We will plan for two days of shooting. This will require a minimum of four nights in a hotel for destinations in Europe and more if we have to travel further. The process, once we agree with a client, is as follows:
Research >> Remote interviews with potential guests >> Prepare shooting schedule >> Arrival and Shoot >> One-two weeks of editing >> Launch online. Add to that more immediate posting from the shoot in the form of reels and stories.
About the Host
Mikael Colville-Andersen has been working passionately to transform and improve cities for over a decade. He has worked tirelessly on urban planning projects in over 100 cities around the world. A much sought-after speaker, Mikael has given his inspirational keynotes in scores of cities, combining his many urban philosophies with his work experience in cities in entertaining and thought-provoking presentations.

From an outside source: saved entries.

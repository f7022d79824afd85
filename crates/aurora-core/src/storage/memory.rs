//! In-process storage backend.

use super::{bucket_path, validate_unit_name, Storage, StorageError, StorageProvider};
use async_trait::async_trait;
use dashmap::DashMap;
use std::collections::BTreeMap;
use std::sync::Arc;

/// A storage unit held entirely in memory.
#[derive(Debug, Default)]
pub struct MemoryStorage {
    /// Buckets by flattened path.
    buckets: DashMap<String, BTreeMap<String, Vec<u8>>>,
}

impl MemoryStorage {
    /// Create an empty unit.
    #[must_use]
    pub fn new() -> Self {
        Self::default()
    }
}

#[async_trait]
impl Storage for MemoryStorage {
    async fn get(&self, buckets: &[&str], key: &str) -> Result<Option<Vec<u8>>, StorageError> {
        let path = bucket_path(buckets)?;
        Ok(self
            .buckets
            .get(&path)
            .and_then(|bucket| bucket.get(key).cloned()))
    }

    async fn create(
        &self,
        buckets: &[&str],
        key: &str,
        value: Vec<u8>,
    ) -> Result<(), StorageError> {
        let path = bucket_path(buckets)?;
        self.buckets
            .entry(path)
            .or_default()
            .insert(key.to_string(), value);
        Ok(())
    }

    async fn update(
        &self,
        buckets: &[&str],
        key: &str,
        value: Vec<u8>,
    ) -> Result<(), StorageError> {
        let path = bucket_path(buckets)?;
        let mut bucket = self
            .buckets
            .get_mut(&path)
            .ok_or_else(|| StorageError::NotFound(key.to_string()))?;
        match bucket.get_mut(key) {
            Some(slot) => {
                *slot = value;
                Ok(())
            }
            None => Err(StorageError::NotFound(key.to_string())),
        }
    }

    async fn delete(&self, buckets: &[&str], key: &str) -> Result<(), StorageError> {
        let path = bucket_path(buckets)?;
        if let Some(mut bucket) = self.buckets.get_mut(&path) {
            bucket.remove(key);
        }
        Ok(())
    }

    async fn list(&self, buckets: &[&str]) -> Result<Vec<(String, Vec<u8>)>, StorageError> {
        let path = bucket_path(buckets)?;
        Ok(self
            .buckets
            .get(&path)
            .map(|bucket| {
                bucket
                    .iter()
                    .map(|(k, v)| (k.clone(), v.clone()))
                    .collect()
            })
            .unwrap_or_default())
    }
}

/// Hands out one `MemoryStorage` per unit name.
#[derive(Debug, Default)]
pub struct MemoryProvider {
    units: DashMap<String, Arc<MemoryStorage>>,
}

impl MemoryProvider {
    /// Create an empty provider.
    #[must_use]
    pub fn new() -> Self {
        Self::default()
    }

    /// Number of units opened so far.
    #[must_use]
    pub fn unit_count(&self) -> usize {
        self.units.len()
    }
}

#[async_trait]
impl StorageProvider for MemoryProvider {
    async fn open(&self, unit: &str) -> Result<Arc<dyn Storage>, StorageError> {
        validate_unit_name(unit)?;
        let storage = self
            .units
            .entry(unit.to_string())
            .or_insert_with(|| Arc::new(MemoryStorage::new()))
            .clone();
        Ok(storage)
    }
}
//! Message payloads carried by Aurora frames.
//!
//! `ChatMessage` is the unit that travels between two users and is what the
//! mailbox persists. `InfoMessage` is an ephemeral announcement that is never
//! stored.

use chrono::{DateTime, Utc};
use serde::{Deserialize, Serialize};

/// Delivery status of a chat message.
///
/// The status is informational only. A message's lifecycle state is the
/// mailbox bucket it lives in.
#[derive(Debug, Clone, Copy, Default, PartialEq, Eq, Hash, Serialize, Deserialize)]
#[serde(into = "u8", try_from = "u8")]
#[repr(u8)]
pub enum MessageStatus {
    /// Not yet handled by the server.
    #[default]
    Pending = 0,
    /// Pushed live to an online recipient.
    Delivered = 1,
    /// Written to an offline recipient's inbox.
    Queued = 2,
    /// Could not be persisted.
    Failed = 3,
    /// Landed in the recipient's inbox after a live push.
    Received = 4,
}

impl From<MessageStatus> for u8 {
    fn from(status: MessageStatus) -> u8 {
        status as u8
    }
}

impl TryFrom<u8> for MessageStatus {
    type Error = &'static str;

    fn try_from(value: u8) -> Result<Self, Self::Error> {
        match value {
            0 => Ok(MessageStatus::Pending),
            1 => Ok(MessageStatus::Delivered),
            2 => Ok(MessageStatus::Queued),
            3 => Ok(MessageStatus::Failed),
            4 => Ok(MessageStatus::Received),
            _ => Err("Invalid message status"),
        }
    }
}

/// A direct message between two users.
#[derive(Debug, Clone, Default, PartialEq, Eq, Serialize, Deserialize)]
pub struct ChatMessage {
    /// Message identifier. Empty until the message is first persisted.
    #[serde(default)]
    pub id: String,
    /// Declared sender user ID.
    pub sender_id: String,
    /// Recipient user ID.
    #[serde(alias = "recepient_id")]
    pub recipient_id: String,
    /// Message body.
    #[serde(default)]
    pub text: String,
    /// When the server accepted the message from the sender.
    #[serde(default, skip_serializing_if = "Option::is_none")]
    pub sent_at: Option<DateTime<Utc>>,
    /// When the message landed in the recipient's inbox.
    #[serde(default, skip_serializing_if = "Option::is_none")]
    pub received_at: Option<DateTime<Utc>>,
    /// Delivery status code.
    #[serde(default)]
    pub status: MessageStatus,
    /// Display name of the sender, stamped by the server.
    #[serde(default, skip_serializing_if = "String::is_empty")]
    pub sender_name: String,
}

impl ChatMessage {
    /// Create a new, unsent message.
    #[must_use]
    pub fn new(
        sender_id: impl Into<String>,
        recipient_id: impl Into<String>,
        text: impl Into<String>,
    ) -> Self {
        Self {
            sender_id: sender_id.into(),
            recipient_id: recipient_id.into(),
            text: text.into(),
            ..Self::default()
        }
    }

    /// Set the message ID.
    #[must_use]
    pub fn with_id(mut self, id: impl Into<String>) -> Self {
        self.id = id.into();
        self
    }

    /// Whether an ID has been assigned yet.
    #[must_use]
    pub fn has_id(&self) -> bool {
        !self.id.is_empty()
    }
}

/// An announcement broadcast to every connected user.
#[derive(Debug, Clone, Default, PartialEq, Eq, Serialize, Deserialize)]
pub struct InfoMessage {
    /// Short title.
    #[serde(default)]
    pub title: String,
    /// Announcement body.
    #[serde(default)]
    pub body: String,
    /// Who sent it.
    #[serde(default)]
    pub sender: String,
}

impl InfoMessage {
    /// Create a new announcement.
    #[must_use]
    pub fn new(
        title: impl Into<String>,
        body: impl Into<String>,
        sender: impl Into<String>,
    ) -> Self {
        Self {
            title: title.into(),
            body: body.into(),
            sender: sender.into(),
        }
    }
}

#[cfg(test)]
mod tests {
    use super::*;

    #[test]
    fn test_status_conversion() {
        assert_eq!(MessageStatus::try_from(1), Ok(MessageStatus::Delivered));
        assert_eq!(MessageStatus::try_from(2), Ok(MessageStatus::Queued));
        assert_eq!(u8::from(MessageStatus::Failed), 3);
        assert!(MessageStatus::try_from(9).is_err());
    }

    #[test]
    fn test_legacy_recipient_field() {
        let json = r#"{"sender_id":"alice","recepient_id":"bob","text":"hi"}"#;
        let msg: ChatMessage = serde_json::from_str(json).unwrap();
        assert_eq!(msg.recipient_id, "bob");
        assert!(!msg.has_id());
        assert_eq!(msg.status, MessageStatus::Pending);
    }

    #[test]
    fn test_optional_fields_omitted() {
        let msg = ChatMessage::new("alice", "bob", "hi");
        let json = serde_json::to_value(&msg).unwrap();
        assert!(json.get("sent_at").is_none());
        assert!(json.get("sender_name").is_none());
        assert_eq!(json["recipient_id"], "bob");
        assert_eq!(json["status"], 0);
    }
}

Mikael is best known for his philosophy about simplifying urban planning and urban cycling and how we should be designing our cities and streets instead of relying on traffic engineering. Using design - a human-to-human process - to make better the urban landscape will get more results quicker and teaming design up with anthropology, sociology and transport psychology first will ensure effective urban transformation.
He is based in Copenhagen but has lived in cities around the world including Los Angeles, Suva, Melbourne, Hong Kong, Moscow, Paris, Kyiv and London.